Clinical specialty area: Neurosciences

Years in specialty practice area: 27

Areas of professional interest: stroke rehabilitation; aerobic conditioning; upper extremity recovery; neuroprosthesis

What did you find most rewarding about the specialty program?

I like the idea of challenging myself and setting goals for my career. The clinical specialty program is a good measure of my progress towards those goals and aspirations. The specialty program provided the opportunity to reflect on my career, the professional development I have taken and my involvements in different organizations relating to my chosen field. It was good to look at how each of those experiences (courses, research, volunteer efforts, etc.) contributed to who I am as a physiotherapist.
 

What were your reasons for applying to the program?

There are many ways to advance our profession, and I feel that specialization is one way. It recognizes that we are building our skills, critical thinking, clinical reasoning and application of research to our patients. This, and the mentoring of students and colleagues is important in helping advance our scope of practice.

I love working clinically and believe that my work in clinical research, post-graduate courses, and professional leadership have helped hone my clinical skills and knowledge. I thought that CPA’s Clinical Specialty Program would be an excellent way to evaluate my skills and knowledge. When I was on the Executive Committee of the Neurosciences Division (1993-1996), I remember hearing about the early work that Marilyn MacKay-Lyons, Laura Klassen and others were doing on clinical specialization. I was excited to participate in the pilot specialization process and then to undergo the rigorous program once it was finalized. 

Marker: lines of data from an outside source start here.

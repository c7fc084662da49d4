// passd — CLI Module
//
// Command-line interface using clap derive macros.
// Subcommands: generate-key, serve, list, get, set, create, delete, verify.

mod commands;
mod config;

use std::path::PathBuf;

use clap::{Parser, Subcommand};

pub use commands::execute;
pub use config::Paths;

/// passd — encrypted password storage and verification for front-end sites.
#[derive(Parser, Debug)]
#[command(name = "passd")]
#[command(version, about, long_about = None)]
pub struct Cli {
    /// Path to the passd SQLite database [default: ~/.passd/passd.sqlite]
    #[arg(long, env = "PASSD_DB_PATH", global = true)]
    pub db_path: Option<PathBuf>,

    /// Path to the password encryption key [default: ~/.passd/passd.key]
    #[arg(long, env = "PASSD_KEY_PATH", global = true)]
    pub key_path: Option<PathBuf>,

    #[command(subcommand)]
    pub command: Commands,
}

#[derive(Subcommand, Debug)]
pub enum Commands {
    /// Generate a new password encryption key. Never overwrites an existing file.
    GenerateKey {
        /// Where to write the key [default: the configured key path]
        path: Option<PathBuf>,
    },

    /// Run the passd socket service.
    Serve {
        /// Unix socket to listen on [default: $XDG_RUNTIME_DIR/passd/passd.sock]
        #[arg(long, env = "PASSD_SOCKET_PATH")]
        socket: Option<PathBuf>,

        /// Only serve password verification; hide the admin methods.
        #[arg(long, env = "PASSD_VERIFY_ONLY")]
        verify_only: bool,
    },

    /// List all stored identifiers.
    List,

    /// Print the stored password for an identifier.
    Get {
        /// The identifier to look up.
        id: String,
    },

    /// Store a password, replacing any existing one.
    Set {
        /// The identifier to store under.
        id: String,

        /// The password to store.
        /// For production use, prefer the socket API to avoid shell history exposure.
        #[arg(long)]
        password: String,
    },

    /// Store a password only if the identifier is new.
    Create {
        /// The identifier to store under.
        id: String,

        /// The password to store.
        #[arg(long)]
        password: String,
    },

    /// Delete the password for an identifier.
    Delete {
        /// The identifier to delete.
        id: String,
    },

    /// Check a candidate password against the stored one.
    Verify {
        /// The identifier to check.
        id: String,

        /// The candidate password.
        #[arg(long)]
        password: String,
    },
}
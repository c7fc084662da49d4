// passd — Symmetric Key
//
// A `Key` is exactly `KEY_SIZE` raw bytes. It is generated from the OS
// random source, persisted as a headerless key file with owner-only
// permissions, and loaded back at startup. The bytes are zeroized on drop
// and never shown in Debug output.

use std::fs::{self, File, OpenOptions};
use std::io::{self, Read, Write};
use std::path::Path;

use rand::rngs::OsRng;
use rand::TryRngCore;
use zeroize::{Zeroize, ZeroizeOnDrop, Zeroizing};

use super::KeyError;

/// Length of the key in bytes (AES-256).
pub const KEY_SIZE: usize = 32;

/// The process-wide encryption key.
///
/// Constructed once at startup and passed explicitly to everything that
/// encrypts or decrypts; never mutated or copied after construction.
#[derive(Zeroize, ZeroizeOnDrop)]
pub struct Key([u8; KEY_SIZE]);

impl Key {
    /// Generate a fresh key from the operating system's CSPRNG.
    pub fn generate() -> Result<Self, KeyError> {
        let mut bytes = [0u8; KEY_SIZE];
        OsRng
            .try_fill_bytes(&mut bytes)
            .map_err(|e| KeyError::Entropy(e.to_string()))?;
        Ok(Self(bytes))
    }

    /// Build a key from raw bytes. Any input that is not exactly
    /// `KEY_SIZE` bytes long is rejected; no padding or truncation.
    pub fn load(bytes: &[u8]) -> Result<Self, KeyError> {
        let array: [u8; KEY_SIZE] = bytes.try_into().map_err(|_| KeyError::InvalidLength {
            expected: KEY_SIZE,
            actual: bytes.len(),
        })?;
        Ok(Self(array))
    }

    /// Read every byte from `source` and hand it to [`Key::load`].
    pub fn read(mut source: impl Read) -> Result<Self, KeyError> {
        let mut buf = Zeroizing::new(Vec::with_capacity(KEY_SIZE));
        source.read_to_end(&mut buf)?;
        Self::load(&buf)
    }

    /// Open and read the key file at `path`.
    pub fn read_file(path: &Path) -> Result<Self, KeyError> {
        let file = match File::open(path) {
            Ok(f) => f,
            Err(e) if e.kind() == io::ErrorKind::NotFound => {
                return Err(KeyError::Missing(path.to_path_buf()))
            }
            Err(e) => return Err(KeyError::Io(e)),
        };
        Self::read(file)
    }

    /// Write the raw key bytes to a new file at `path` with mode 0600.
    ///
    /// Fails if `path` already exists or if its parent is not an existing
    /// directory. If the write itself fails the partial file is removed.
    pub fn save(&self, path: &Path) -> Result<(), KeyError> {
        let parent = match path.parent() {
            Some(p) if !p.as_os_str().is_empty() => p,
            _ => Path::new("."),
        };
        match fs::metadata(parent) {
            Ok(meta) if meta.is_dir() => {}
            Ok(_) => return Err(KeyError::NotADirectory(parent.to_path_buf())),
            Err(e) if e.kind() == io::ErrorKind::NotFound => {
                return Err(KeyError::NotADirectory(parent.to_path_buf()))
            }
            Err(e) => return Err(KeyError::Io(e)),
        }

        let mut options = OpenOptions::new();
        options.write(true).create_new(true);
        #[cfg(unix)]
        {
            use std::os::unix::fs::OpenOptionsExt;
            options.mode(0o600);
        }

        let mut file = match options.open(path) {
            Ok(f) => f,
            Err(e) if e.kind() == io::ErrorKind::AlreadyExists => {
                return Err(KeyError::AlreadyExists(path.to_path_buf()))
            }
            Err(e) => return Err(KeyError::Io(e)),
        };

        self.write_or_remove(path, move |bytes| {
            file.write_all(bytes)?;
            file.sync_all()
        })
    }

    /// Run `write` over the key bytes; on failure delete the file at `path`
    /// so no partial key is left behind.
    fn write_or_remove(
        &self,
        path: &Path,
        write: impl FnOnce(&[u8]) -> io::Result<()>,
    ) -> Result<(), KeyError> {
        if let Err(e) = write(&self.0) {
            let _ = fs::remove_file(path);
            return Err(KeyError::Io(e));
        }
        Ok(())
    }

    /// Raw key bytes, for the cipher only.
    pub(crate) fn as_bytes(&self) -> &[u8; KEY_SIZE] {
        &self.0
    }
}

impl std::fmt::Debug for Key {
    fn fmt(&self, f: &mut std::fmt::Formatter<'_>) -> std::fmt::Result {
        f.debug_tuple("Key").field(&"[REDACTED]").finish()
    }
}

// ─── Tests ───────────────────────────────────────────────────────────────────
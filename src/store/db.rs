// passd — SQLite Database Management
//
// Opens (or creates) the password database and bootstraps its single
// table. Bootstrap is idempotent: first run and every later run go
// through the same statement.

use std::time::Duration;

use rusqlite::Connection;

use super::StoreError;

/// How long a writer waits on SQLite's write lock before the call fails.
const BUSY_TIMEOUT: Duration = Duration::from_secs(5);

/// Wrapper around a SQLite connection holding the `passwords` table.
#[derive(Debug)]
pub struct Database {
    conn: Connection,
}

impl Database {
    /// Open (or create) the database at the given path.
    pub fn open(path: &std::path::Path) -> Result<Self, StoreError> {
        let conn = Connection::open(path)?;
        conn.busy_timeout(BUSY_TIMEOUT)?;

        let db = Self { conn };
        db.run_migrations()?;

        Ok(db)
    }

    /// Open an in-memory database (for testing only).
    #[cfg(test)]
    pub fn open_in_memory() -> Result<Self, StoreError> {
        let conn = Connection::open_in_memory()?;
        let db = Self { conn };
        db.run_migrations()?;
        Ok(db)
    }

    /// Get a reference to the underlying connection.
    pub fn conn(&self) -> &Connection {
        &self.conn
    }

    fn run_migrations(&self) -> Result<(), StoreError> {
        self.conn.execute_batch(
            "
            CREATE TABLE IF NOT EXISTS passwords (
                id              TEXT PRIMARY KEY,
                password_enc    BLOB NOT NULL
            );
            ",
        )?;
        Ok(())
    }
}

// ─── Tests ───────────────────────────────────────────────────────────────────
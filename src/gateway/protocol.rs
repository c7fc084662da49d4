// passd — JSON-RPC 2.0 Protocol Types
//
// Request/response envelopes for the socket gateway, one JSON document
// per line.

use serde::{Deserialize, Serialize};
use serde_json::Value;

/// A JSON-RPC 2.0 request.
#[derive(Debug, Deserialize)]
pub struct JsonRpcRequest {
    pub jsonrpc: String,
    pub method: String,
    #[serde(default)]
    pub params: Value,
    #[serde(default)]
    pub id: Value,
}

/// A JSON-RPC 2.0 success/error response.
#[derive(Debug, Serialize)]
pub struct JsonRpcResponse {
    pub jsonrpc: String,
    #[serde(skip_serializing_if = "Option::is_none")]
    pub result: Option<Value>,
    #[serde(skip_serializing_if = "Option::is_none")]
    pub error: Option<JsonRpcError>,
    pub id: Value,
}

/// A JSON-RPC 2.0 error object.
#[derive(Debug, Serialize)]
pub struct JsonRpcError {
    pub code: i32,
    pub message: String,
}

// Standard JSON-RPC 2.0 error codes
pub const PARSE_ERROR: i32 = -32700;
pub const INVALID_REQUEST: i32 = -32600;
pub const METHOD_NOT_FOUND: i32 = -32601;
pub const INVALID_PARAMS: i32 = -32602;
pub const INTERNAL_ERROR: i32 = -32603;

// Application error codes
pub const NOT_FOUND: i32 = -32004;
pub const CONFLICT: i32 = -32009;

impl JsonRpcResponse {
    /// Create a success response.
    pub fn success(id: Value, result: Value) -> Self {
        Self {
            jsonrpc: "2.0".to_string(),
            result: Some(result),
            error: None,
            id,
        }
    }

    /// Create an error response.
    pub fn error(id: Value, code: i32, message: impl Into<String>) -> Self {
        Self {
            jsonrpc: "2.0".to_string(),
            result: None,
            error: Some(JsonRpcError {
                code,
                message: message.into(),
            }),
            id,
        }
    }

    /// Create a parse error response (id is null because we couldn't parse it).
    pub fn parse_error(message: impl Into<String>) -> Self {
        Self::error(Value::Null, PARSE_ERROR, message)
    }

    /// Replace the id field (used when a param error was built before the id was known).
    pub fn with_id(mut self, id: Value) -> Self {
        self.id = id;
        self
    }

    /// The error code, if this is an error response.
    pub fn error_code(&self) -> Option<i32> {
        self.error.as_ref().map(|e| e.code)
    }
}

impl JsonRpcRequest {
    /// Validate that this is a proper JSON-RPC 2.0 request.
    pub fn validate(&self) -> Result<(), String> {
        if self.jsonrpc != "2.0" {
            return Err("jsonrpc must be \"2.0\"".to_string());
        }
        if self.method.is_empty() {
            return Err("method must not be empty".to_string());
        }
        Ok(())
    }
}

// ─── Tests ───────────────────────────────────────────────────────────────────

#[cfg(test)]
mod tests {
    use super::*;

    #[test]
    fn test_parse_valid_request() {
        let json = r#"{"jsonrpc":"2.0","method":"verify","params":{"id":"a","password":"b"},"id":1}"#;
        let req: JsonRpcRequest = serde_json::from_str(json).unwrap();
        assert_eq!(req.method, "verify");
        assert_eq!(req.params["id"], "a");
        assert!(req.validate().is_ok());
    }

    #[test]
    fn test_parse_request_without_params_or_id() {
        let json = r#"{"jsonrpc":"2.0","method":"list"}"#;
        let req: JsonRpcRequest = serde_json::from_str(json).unwrap();
        assert_eq!(req.params, Value::Null);
        assert_eq!(req.id, Value::Null);
    }

    #[test]
    fn test_invalid_jsonrpc_version() {
        let json = r#"{"jsonrpc":"1.0","method":"list","id":1}"#;
        let req: JsonRpcRequest = serde_json::from_str(json).unwrap();
        assert!(req.validate().is_err());
    }

    #[test]
    fn test_empty_method_is_invalid() {
        let json = r#"{"jsonrpc":"2.0","method":"","id":1}"#;
        let req: JsonRpcRequest = serde_json::from_str(json).unwrap();
        assert!(req.validate().is_err());
    }

    #[test]
    fn test_success_response_serialization() {
        let resp = JsonRpcResponse::success(
            Value::Number(1.into()),
            serde_json::json!({"result": true}),
        );
        let json = serde_json::to_string(&resp).unwrap();
        assert!(json.contains("\"result\""));
        assert!(!json.contains("\"error\""));
        assert_eq!(resp.error_code(), None);
    }

    #[test]
    fn test_error_response_serialization() {
        let resp = JsonRpcResponse::error(Value::Number(1.into()), NOT_FOUND, "no such credential");
        let json = serde_json::to_string(&resp).unwrap();
        assert!(!json.contains("\"result\""));
        assert!(json.contains("-32004"));
        assert_eq!(resp.error_code(), Some(NOT_FOUND));
    }

    #[test]
    fn test_parse_error_has_null_id() {
        let resp = JsonRpcResponse::parse_error("bad json");
        let json = serde_json::to_string(&resp).unwrap();
        assert!(json.contains("\"id\":null"));
        assert!(json.contains("-32700"));
    }

    #[test]
    fn test_with_id_replaces_id() {
        let resp = JsonRpcResponse::error(Value::Null, INVALID_PARAMS, "x").with_id(Value::from(9));
        assert_eq!(resp.id, Value::from(9));
    }
}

What advice would you give to applicants going through the specialty process?

Take the time to reflect on your growth as a physiotherapist, on what you have learned and your goals for the future. The clinical specialty program is hard work, but an excellent process. The Case Based Discussions can seem nerve-wracking at first, but enjoy the chance to speak with colleagues who are interested in hearing how you think and it is another learning experience. 

Biography

I graduated from Dalhousie School of Physiotherapy, which was something I had dreamed of. This was followed by working in Winnipeg at the Health Sciences Centre and then in England for 4 years. 

I have benefited from mentors throughout my career, who have helped me improve my skills and knowledge and given me opportunities to participate in research projects.

I have been involved with stroke best practices through national projects (co-chair Canadian Stroke Strategy Best Practices and Standards Working Group, 2005-2005) and panels (stroke rehabilitation outcome measures). I have taken courses in gait re-education with neuroprosthesis, such as WalkAide and Bioness L300.

My professional affiliations have provided opportunities to assume leadership roles. I am a longstanding member of CPA and the Neurosciences Division; presently Branch President of the Nova Scotia Physiotherapy Association and a member of the Physiotherapy Competency Exam Development Committee (NS Branch). I have also volunteered for the Heart and Stroke Foundation provincial Stroke Committee and through that helped with developing the Nova Scotia Integrated Stroke Strategy which has formed the basis for the improvement of stroke care in Nova Scotia. 

I enjoy teaching students, through being a guest lecturer at the Dalhousie University School of Physiotherapy and mentoring students in their clinical practicum. My role as Adjunct Clinical Associate with the Dalhousie School of Physiotherapy is to foster ongoing contribution of the clinical physiotherapy community in educating physiotherapy students for entry to professional practice.